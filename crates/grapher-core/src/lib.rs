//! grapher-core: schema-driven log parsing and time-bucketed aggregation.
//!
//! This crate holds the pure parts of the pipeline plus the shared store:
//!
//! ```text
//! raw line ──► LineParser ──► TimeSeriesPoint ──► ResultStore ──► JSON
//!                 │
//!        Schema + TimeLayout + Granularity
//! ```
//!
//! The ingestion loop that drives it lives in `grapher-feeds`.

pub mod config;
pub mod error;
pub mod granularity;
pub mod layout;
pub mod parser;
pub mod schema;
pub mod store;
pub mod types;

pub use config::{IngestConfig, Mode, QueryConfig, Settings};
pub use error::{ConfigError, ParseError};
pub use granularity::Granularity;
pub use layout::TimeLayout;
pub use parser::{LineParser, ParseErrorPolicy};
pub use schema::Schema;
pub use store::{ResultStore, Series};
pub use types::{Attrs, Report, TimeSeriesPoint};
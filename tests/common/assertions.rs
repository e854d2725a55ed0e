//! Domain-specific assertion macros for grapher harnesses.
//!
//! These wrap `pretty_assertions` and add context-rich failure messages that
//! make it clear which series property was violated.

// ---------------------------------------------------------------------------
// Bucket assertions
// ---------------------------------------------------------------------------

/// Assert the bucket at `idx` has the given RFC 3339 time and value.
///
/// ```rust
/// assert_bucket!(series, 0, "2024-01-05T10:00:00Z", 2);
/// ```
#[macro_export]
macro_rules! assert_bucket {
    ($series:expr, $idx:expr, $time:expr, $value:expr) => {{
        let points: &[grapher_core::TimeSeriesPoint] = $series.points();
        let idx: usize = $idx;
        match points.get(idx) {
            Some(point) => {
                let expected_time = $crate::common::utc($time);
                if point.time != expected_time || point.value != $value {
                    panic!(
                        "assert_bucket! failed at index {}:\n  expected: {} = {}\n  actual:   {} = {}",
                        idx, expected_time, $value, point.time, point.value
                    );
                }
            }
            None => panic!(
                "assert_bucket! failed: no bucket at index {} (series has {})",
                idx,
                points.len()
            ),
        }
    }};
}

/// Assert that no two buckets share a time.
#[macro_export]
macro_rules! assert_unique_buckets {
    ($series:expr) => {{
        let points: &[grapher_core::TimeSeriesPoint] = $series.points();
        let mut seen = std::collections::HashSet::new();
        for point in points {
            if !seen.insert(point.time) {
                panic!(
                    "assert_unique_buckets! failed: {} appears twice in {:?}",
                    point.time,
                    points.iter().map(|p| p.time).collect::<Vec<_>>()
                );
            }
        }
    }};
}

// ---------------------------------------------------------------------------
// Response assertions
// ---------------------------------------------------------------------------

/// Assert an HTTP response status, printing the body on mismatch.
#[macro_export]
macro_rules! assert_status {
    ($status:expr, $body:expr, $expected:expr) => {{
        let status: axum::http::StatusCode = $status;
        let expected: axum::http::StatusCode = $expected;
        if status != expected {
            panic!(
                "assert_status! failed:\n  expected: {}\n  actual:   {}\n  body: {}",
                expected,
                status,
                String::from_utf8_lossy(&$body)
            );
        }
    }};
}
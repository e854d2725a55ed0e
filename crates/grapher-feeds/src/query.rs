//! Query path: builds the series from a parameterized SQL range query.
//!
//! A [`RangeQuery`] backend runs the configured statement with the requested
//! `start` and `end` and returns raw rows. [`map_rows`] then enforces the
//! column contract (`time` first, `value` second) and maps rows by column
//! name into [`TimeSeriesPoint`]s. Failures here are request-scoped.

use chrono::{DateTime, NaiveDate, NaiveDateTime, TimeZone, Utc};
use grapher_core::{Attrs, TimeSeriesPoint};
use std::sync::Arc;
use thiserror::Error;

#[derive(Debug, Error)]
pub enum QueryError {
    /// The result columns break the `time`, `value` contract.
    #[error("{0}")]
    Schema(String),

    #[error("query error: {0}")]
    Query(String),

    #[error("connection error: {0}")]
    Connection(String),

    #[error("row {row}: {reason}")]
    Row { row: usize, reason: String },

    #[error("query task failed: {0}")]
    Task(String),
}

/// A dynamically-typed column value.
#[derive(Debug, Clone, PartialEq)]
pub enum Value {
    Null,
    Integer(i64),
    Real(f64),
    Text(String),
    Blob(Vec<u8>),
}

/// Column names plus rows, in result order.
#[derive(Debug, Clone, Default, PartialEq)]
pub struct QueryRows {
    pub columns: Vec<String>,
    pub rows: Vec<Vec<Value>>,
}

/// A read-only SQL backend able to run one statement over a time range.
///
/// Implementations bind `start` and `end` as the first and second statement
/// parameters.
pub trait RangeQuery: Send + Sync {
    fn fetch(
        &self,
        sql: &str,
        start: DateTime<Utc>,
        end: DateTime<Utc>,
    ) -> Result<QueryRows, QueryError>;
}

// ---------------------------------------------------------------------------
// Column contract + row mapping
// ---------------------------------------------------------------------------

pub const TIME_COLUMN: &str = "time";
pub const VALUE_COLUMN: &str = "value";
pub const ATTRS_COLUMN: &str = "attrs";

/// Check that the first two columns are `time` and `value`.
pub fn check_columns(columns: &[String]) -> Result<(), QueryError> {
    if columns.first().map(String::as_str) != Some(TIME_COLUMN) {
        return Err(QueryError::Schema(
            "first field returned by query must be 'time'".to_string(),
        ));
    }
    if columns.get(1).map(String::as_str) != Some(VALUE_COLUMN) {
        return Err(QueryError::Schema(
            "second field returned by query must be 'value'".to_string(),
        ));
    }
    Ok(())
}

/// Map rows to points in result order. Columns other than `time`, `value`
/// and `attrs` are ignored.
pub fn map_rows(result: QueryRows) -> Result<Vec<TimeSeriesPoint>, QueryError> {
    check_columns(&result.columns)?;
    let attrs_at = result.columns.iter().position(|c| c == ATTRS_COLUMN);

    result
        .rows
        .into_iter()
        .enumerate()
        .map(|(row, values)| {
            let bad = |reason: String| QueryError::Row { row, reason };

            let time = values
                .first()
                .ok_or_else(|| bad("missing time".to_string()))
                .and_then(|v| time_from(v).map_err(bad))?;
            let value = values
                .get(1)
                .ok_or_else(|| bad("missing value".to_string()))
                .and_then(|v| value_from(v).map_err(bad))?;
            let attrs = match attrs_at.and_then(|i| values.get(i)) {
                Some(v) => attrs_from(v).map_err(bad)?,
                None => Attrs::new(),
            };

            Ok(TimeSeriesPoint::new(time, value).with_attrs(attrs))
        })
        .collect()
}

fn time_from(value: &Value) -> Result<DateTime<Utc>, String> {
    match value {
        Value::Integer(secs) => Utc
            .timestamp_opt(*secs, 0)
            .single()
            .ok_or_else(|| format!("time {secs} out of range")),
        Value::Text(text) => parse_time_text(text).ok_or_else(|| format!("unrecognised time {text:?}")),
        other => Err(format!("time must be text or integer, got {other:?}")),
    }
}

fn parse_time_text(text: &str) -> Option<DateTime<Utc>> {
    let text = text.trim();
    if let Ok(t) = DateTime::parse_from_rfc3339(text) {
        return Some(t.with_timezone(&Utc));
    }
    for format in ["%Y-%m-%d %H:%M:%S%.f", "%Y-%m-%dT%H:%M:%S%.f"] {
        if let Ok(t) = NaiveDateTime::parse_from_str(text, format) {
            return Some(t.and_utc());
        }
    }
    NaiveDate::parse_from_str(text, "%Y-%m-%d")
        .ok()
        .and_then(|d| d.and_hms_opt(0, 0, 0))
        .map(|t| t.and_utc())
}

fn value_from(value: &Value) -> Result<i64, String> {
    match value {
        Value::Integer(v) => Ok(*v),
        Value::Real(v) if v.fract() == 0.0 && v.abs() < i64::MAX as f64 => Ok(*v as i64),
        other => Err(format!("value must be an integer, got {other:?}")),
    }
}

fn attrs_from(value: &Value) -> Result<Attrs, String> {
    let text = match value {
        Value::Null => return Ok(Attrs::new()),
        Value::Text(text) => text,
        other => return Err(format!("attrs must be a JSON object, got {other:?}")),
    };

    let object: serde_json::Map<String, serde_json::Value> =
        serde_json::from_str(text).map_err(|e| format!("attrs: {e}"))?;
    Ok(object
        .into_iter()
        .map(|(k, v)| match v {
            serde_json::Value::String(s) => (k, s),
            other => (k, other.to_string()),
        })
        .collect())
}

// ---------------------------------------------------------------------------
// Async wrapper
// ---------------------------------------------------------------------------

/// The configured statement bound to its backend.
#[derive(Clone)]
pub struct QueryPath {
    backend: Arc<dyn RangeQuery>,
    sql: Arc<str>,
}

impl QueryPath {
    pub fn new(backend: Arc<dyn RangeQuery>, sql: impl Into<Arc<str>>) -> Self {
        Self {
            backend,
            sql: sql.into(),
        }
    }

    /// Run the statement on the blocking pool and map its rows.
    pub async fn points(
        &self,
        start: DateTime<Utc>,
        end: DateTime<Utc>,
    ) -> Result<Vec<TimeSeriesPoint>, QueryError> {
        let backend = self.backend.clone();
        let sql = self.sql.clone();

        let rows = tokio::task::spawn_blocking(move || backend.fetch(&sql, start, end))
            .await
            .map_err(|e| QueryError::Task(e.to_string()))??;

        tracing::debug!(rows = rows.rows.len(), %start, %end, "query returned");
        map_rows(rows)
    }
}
-- -- --
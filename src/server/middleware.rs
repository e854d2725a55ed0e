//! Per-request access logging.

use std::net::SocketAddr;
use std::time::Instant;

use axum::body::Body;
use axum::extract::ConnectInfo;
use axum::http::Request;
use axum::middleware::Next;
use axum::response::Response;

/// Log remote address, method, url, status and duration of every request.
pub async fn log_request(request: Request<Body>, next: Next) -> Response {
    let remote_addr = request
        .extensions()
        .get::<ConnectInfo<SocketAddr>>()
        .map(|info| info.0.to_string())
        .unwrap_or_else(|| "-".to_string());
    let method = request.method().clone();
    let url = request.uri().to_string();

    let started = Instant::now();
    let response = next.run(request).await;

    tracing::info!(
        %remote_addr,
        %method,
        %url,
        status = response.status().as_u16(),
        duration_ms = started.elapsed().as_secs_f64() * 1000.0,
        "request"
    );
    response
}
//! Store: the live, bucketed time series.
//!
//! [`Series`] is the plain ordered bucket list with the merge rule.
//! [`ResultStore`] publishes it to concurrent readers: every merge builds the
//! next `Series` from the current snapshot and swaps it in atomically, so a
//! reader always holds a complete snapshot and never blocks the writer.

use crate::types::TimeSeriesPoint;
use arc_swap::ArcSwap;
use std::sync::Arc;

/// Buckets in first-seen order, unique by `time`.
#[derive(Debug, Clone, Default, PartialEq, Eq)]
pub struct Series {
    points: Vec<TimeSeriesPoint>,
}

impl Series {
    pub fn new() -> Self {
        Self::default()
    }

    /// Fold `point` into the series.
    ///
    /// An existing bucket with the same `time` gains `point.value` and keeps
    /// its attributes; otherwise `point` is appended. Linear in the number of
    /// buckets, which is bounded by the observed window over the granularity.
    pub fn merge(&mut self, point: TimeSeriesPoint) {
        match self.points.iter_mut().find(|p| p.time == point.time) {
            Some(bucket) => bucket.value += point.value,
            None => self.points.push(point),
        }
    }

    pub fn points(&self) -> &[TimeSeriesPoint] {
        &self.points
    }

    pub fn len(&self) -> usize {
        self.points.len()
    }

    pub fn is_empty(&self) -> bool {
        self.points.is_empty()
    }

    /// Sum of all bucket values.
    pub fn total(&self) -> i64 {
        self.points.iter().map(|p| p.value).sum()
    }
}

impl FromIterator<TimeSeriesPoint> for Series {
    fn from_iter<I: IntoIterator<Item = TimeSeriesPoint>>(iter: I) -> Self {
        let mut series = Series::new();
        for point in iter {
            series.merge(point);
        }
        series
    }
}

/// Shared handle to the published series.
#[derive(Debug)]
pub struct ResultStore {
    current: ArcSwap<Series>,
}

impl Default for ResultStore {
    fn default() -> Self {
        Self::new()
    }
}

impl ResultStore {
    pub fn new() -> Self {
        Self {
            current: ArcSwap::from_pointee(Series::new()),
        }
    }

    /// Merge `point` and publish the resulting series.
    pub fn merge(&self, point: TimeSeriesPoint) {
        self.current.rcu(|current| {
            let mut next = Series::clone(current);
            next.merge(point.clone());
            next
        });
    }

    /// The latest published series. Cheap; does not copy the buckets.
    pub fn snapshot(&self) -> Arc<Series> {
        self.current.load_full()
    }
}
-- -- --
Search the records above for the string "common". Copy every line that contains it.

Output for this task -
filename tests/common/assertions.rs
                let expected_time = $crate::common::utc($time);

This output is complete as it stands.